The total weight of mature striped bass females has been declining since the early 2000s, after rebounding in the 1980s and 1990s. In 2017, it dropped to 151 million pounds from more than 250 million pounds ten years ago, stock assessments show.

But for the state’s anglers, more limits on striped bass catches are unwelcome. Some worry it could hurt businesses surrounding the industry, at a time when fishers say striped bass appear abundant in New Jersey’s waters.

New restrictions may include increasing the minimum size of fish that can be legally netted and closing some portions of the season.

“It won’t be popular, that’s for sure,” said Chris Kammerman, whose family has owned the small Atlantic City marina and fuel dock near Gardner’s Basin since 1961.

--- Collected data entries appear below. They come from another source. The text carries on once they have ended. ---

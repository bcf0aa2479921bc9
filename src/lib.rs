//! Task-list web application.
//!
//! Visitors keep an ephemeral task list in their session; registered users
//! keep a persistent one in SQLite. See [`app::build_router`] for the routes.
pub mod app;
pub mod config;
pub mod errors;
pub mod handlers;
pub mod middleware;
pub mod models;
pub mod services;
pub mod session;
pub mod views;
use axum::{
    extract::{Form, State},
    response::{Html, IntoResponse, Redirect, Response},
};
use tower_sessions::Session;
use crate::app::AppState;
use crate::errors::AppResult;
use crate::models::{is_unique_violation, FieldErrors, LoginForm, NewUser, RegisterForm, User};
use crate::session::{self, Flash};
use crate::views;

pub async fn login_page(session: Session) -> AppResult<Response> {
    let flashes = Flash::take(&session).await?;
    Ok(Html(views::render_login(&LoginForm::default(), &FieldErrors::new(), &flashes)).into_response())
}

pub async fn handle_login(
    State(state): State<AppState>,
    session: Session,
    Form(login_form): Form<LoginForm>,
) -> AppResult<Response> {
    if let Err(errors) = login_form.check() {
        let flashes = Flash::take(&session).await?;
        return Ok(Html(views::render_login(&login_form, &errors, &flashes)).into_response());
    }

    let email = login_form.email.trim();
    tracing::info!(email, "Login attempt");

    let Some(user) = User::find_by_email(&state.db, email).await? else {
        tracing::info!(email, "Login for unknown email");
        Flash::push(&session, "Email doesn't exist, please sign up").await?;
        return Ok(Redirect::to("/register").into_response());
    };

    let verified = state
        .credentials
        .verify_blocking(user.password_hash.clone(), login_form.password)
        .await?;
    if !verified {
        tracing::info!(user_id = user.id, "Invalid password");
        Flash::push(&session, "Incorrect password, please try again.").await?;
        return Ok(Redirect::to("/login").into_response());
    }

    session::login(&session, &user).await?;
    Ok(Redirect::to("/dashboard").into_response())
}

pub async fn register_page(session: Session) -> AppResult<Response> {
    let flashes = Flash::take(&session).await?;
    Ok(Html(views::render_register(&RegisterForm::default(), &FieldErrors::new(), &flashes)).into_response())
}

pub async fn handle_register(
    State(state): State<AppState>,
    session: Session,
    Form(register_form): Form<RegisterForm>,
) -> AppResult<Response> {
    if let Err(errors) = register_form.check() {
        let flashes = Flash::take(&session).await?;
        return Ok(Html(views::render_register(&register_form, &errors, &flashes)).into_response());
    }

    let email = register_form.email.trim().to_string();

    // Check if user exists
    if User::find_by_email(&state.db, &email).await?.is_some() {
        return already_registered(&session).await;
    }

    let password_hash = state.credentials.hash_blocking(register_form.password).await?;
    let new_user = NewUser {
        name: register_form.name.trim().to_string(),
        email,
        password_hash,
    };

    // A concurrent registration for the same email can still win the race
    let user = match User::create(&state.db, new_user).await {
        Ok(user) => user,
        Err(e) if is_unique_violation(&e) => return already_registered(&session).await,
        Err(e) => return Err(e.into()),
    };
    tracing::info!(user_id = user.id, "Registered new user");

    session::login(&session, &user).await?;
    Ok(Redirect::to("/dashboard").into_response())
}

async fn already_registered(session: &Session) -> AppResult<Response> {
    Flash::push(session, "You already signed up, login instead.").await?;
    Ok(Redirect::to("/login").into_response())
}

pub async fn handle_logout(session: Session) -> AppResult<Response> {
    session::logout(&session).await?;
    Ok(Redirect::to("/").into_response())
}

New size and bag limits, he said, will have a ripple effect on the entire fishing industry. There’s no commercial fishery in New Jersey, but recreational anglers can land two fish per day during the season. One can be 28 to 43 inches and the other greater than 43 inches.

Tweaking those quotas may leave fishermen asking whether spending money on fuel, bait and gear is worth it when the pay off is smaller.

“Fishing is expensive. It’s a labor of love when you go out there,” Kammerman said. “When (the commission) increases size limits, (fishermen) spend all this money to bring home one fish… A lot will just stay home.”

Another issue: Even after being caught and released, striped bass could die in the water anyway if the fishing hook punctures their organs. In 2017, 3.4 million striped bass died after being reeled in and thrown back into the ocean, according to the commission’s stock assessment.

The ASMFC may make a new, coast-wide requirement to use special equipment known as “circle hooks” when fishing with live bait in order to reduce striped bass mortality.

The sharply curved “circle hook” differs from the traditional “J-hook” because fish are less likely to swallow them and suffer from organ damage as a result. 

Noah Feliciano, owner of the One Bait and Tackle store in Atlantic City, also worries about the impact new rules will have on his business and recreational fishers.

He expects less people will stop by the shop he’s owned for 20 years.

“I don’t see a light at the end of the tunnel with this business,” Feliciano said.

A draft will be presented to the commission’s Atlantic Striped Bass Management Board in August. If approved, the board will considered its final approval in October for implementation in 2020.